A bumper is a structure attached to or integrated with the front and rear ends of a motor vehicle, to absorb impact in a minor collision, ideally minimizing repair costs. Stiff metal bumpers appeared on automobiles as early as 1904 that had a mainly ornamental function. Numerous developments, improvements in materials and technologies, as well as greater focus on functionality for protecting vehicle components and improving safety have changed bumpers over the years. Bumpers ideally minimize height mismatches between vehicles and protect pedestrians from injury. Regulatory measures have been enacted to reduce vehicle repair costs and, more recently, the impact on pedestrians.

==History==
Bumpers were, at first, just rigid metal bars.
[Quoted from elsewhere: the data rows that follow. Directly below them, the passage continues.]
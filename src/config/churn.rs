//! Churn engine configuration.

use std::time::Duration;

use serde::{Deserialize, Serialize};

use crate::core::{LabelSelector, ResourceTypeId};

/// Label selector applied to every candidate lookup by default.
pub const DEFAULT_LABEL_SELECTOR: &str = "app.kubernetes.io/managed-by=churn";

/// Resource types considered for deletion when a policy names none.
pub fn default_delete_candidates() -> Vec<ResourceTypeId> {
    vec![
        ResourceTypeId::new("projectcontour.io", "v1", "httpproxies"),
        ResourceTypeId::new("extensions", "v1beta1", "ingresses"),
        ResourceTypeId::new("", "v1", "services"),
        ResourceTypeId::new("", "v1", "pods"),
    ]
}

/// Defaults and limits applied by the policy compiler.
#[derive(Debug, Clone, PartialEq, Eq, Serialize, Deserialize)]
#[serde(default)]
pub struct ChurnConfig {
    /// Interval used when a policy sets none, in milliseconds.
    pub default_interval_ms: u64,
    /// Limit used when a policy sets none.
    pub default_limit: usize,
    /// Smallest interval a policy may request, in milliseconds.
    pub min_interval_ms: u64,
    /// Selector restricting candidates to managed objects.
    pub label_selector: String,
    /// Resource types used when a policy names none.
    pub default_resources: Vec<ResourceTypeId>,
    /// Seed for per-task random sources; entropy when unset.
    pub seed: Option<u64>,
}

impl Default for ChurnConfig {
    fn default() -> Self {
        Self {
            default_interval_ms: 60_000,
            default_limit: 1,
            min_interval_ms: 1_000,
            label_selector: DEFAULT_LABEL_SELECTOR.to_string(),
            default_resources: default_delete_candidates(),
            seed: None,
        }
    }
}

impl ChurnConfig {
    /// Interval used when a policy sets none.
    pub const fn default_interval(&self) -> Duration {
        Duration::from_millis(self.default_interval_ms)
    }

    /// Smallest interval a policy may request.
    pub const fn min_interval(&self) -> Duration {
        Duration::from_millis(self.min_interval_ms)
    }

    /// Validate configuration values.
    pub fn validate(&self) -> Result<(), String> {
        if self.min_interval_ms == 0 {
            return Err("min_interval_ms must be greater than 0".into());
        }
        if self.default_interval() < self.min_interval() {
            return Err("default_interval_ms must not be below min_interval_ms".into());
        }
        if self.default_resources.is_empty() {
            return Err("default_resources must not be empty".into());
        }
        for (i, resource) in self.default_resources.iter().enumerate() {
            if self.default_resources[..i].contains(resource) {
                return Err(format!("duplicate default resource: {resource}"));
            }
        }
        self.label_selector
            .parse::<LabelSelector>()
            .map_err(|e| format!("label_selector invalid: {e}"))?;
        Ok(())
    }

    /// Parse configuration from a JSON string and validate.
    pub fn from_json_str(input: &str) -> Result<Self, String> {
        let cfg: Self = serde_json::from_str(input).map_err(|e| format!("parse error: {e}"))?;
        cfg.validate()?;
        Ok(cfg)
    }

    /// Build configuration from `CHURN_*` environment variables, reading `.env` if present.
    pub fn from_env() -> Result<Self, String> {
        Self::from_lookup(|key| dotenvy::var(key).ok())
    }

    /// Build configuration from a key lookup, overriding defaults for keys present.
    ///
    /// Recognized keys: `CHURN_SELECTOR`, `CHURN_SEED`, `CHURN_DEFAULT_INTERVAL`,
    /// `CHURN_DEFAULT_LIMIT`.
    pub fn from_lookup<F>(lookup: F) -> Result<Self, String>
    where
        F: Fn(&str) -> Option<String>,
    {
        let mut cfg = Self::default();
        if let Some(selector) = lookup("CHURN_SELECTOR") {
            cfg.label_selector = selector;
        }
        if let Some(seed) = lookup("CHURN_SEED") {
            cfg.seed = Some(
                seed.parse()
                    .map_err(|e| format!("CHURN_SEED invalid: {e}"))?,
            );
        }
        if let Some(interval) = lookup("CHURN_DEFAULT_INTERVAL") {
            let interval = humantime::parse_duration(&interval)
                .map_err(|e| format!("CHURN_DEFAULT_INTERVAL invalid: {e}"))?;
            cfg.default_interval_ms = u64::try_from(interval.as_millis())
                .ok()
                .filter(|ms| Duration::from_millis(*ms) == interval)
                .ok_or_else(|| {
                    format!(
                        "CHURN_DEFAULT_INTERVAL must be a whole number of milliseconds: {}",
                        humantime::format_duration(interval)
                    )
                })?;
        }
        if let Some(limit) = lookup("CHURN_DEFAULT_LIMIT") {
            cfg.default_limit = limit
                .parse()
                .map_err(|e| format!("CHURN_DEFAULT_LIMIT invalid: {e}"))?;
        }
        cfg.validate()?;
        Ok(cfg)
    }
}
George Albert Lyon invented the earliest car bumper. The first bumper appeared on a vehicle in 1897, and Nesselsdorfer Wagenbau-Fabriksgesellschaft, an Austrian carmaker, installed it. The construction of these bumpers was unreliable as they featured only a cosmetic function. Early car owners had the front spring hanger bolt replaced with ones long enough to attach a metal bar. G.D. Fisher patented a bumper bracket to simplify the attachment of the accessory. The first bumper designed to absorb impacts appeared in 1901. It was made of rubber, and Frederick Simms gained a patent in 1905.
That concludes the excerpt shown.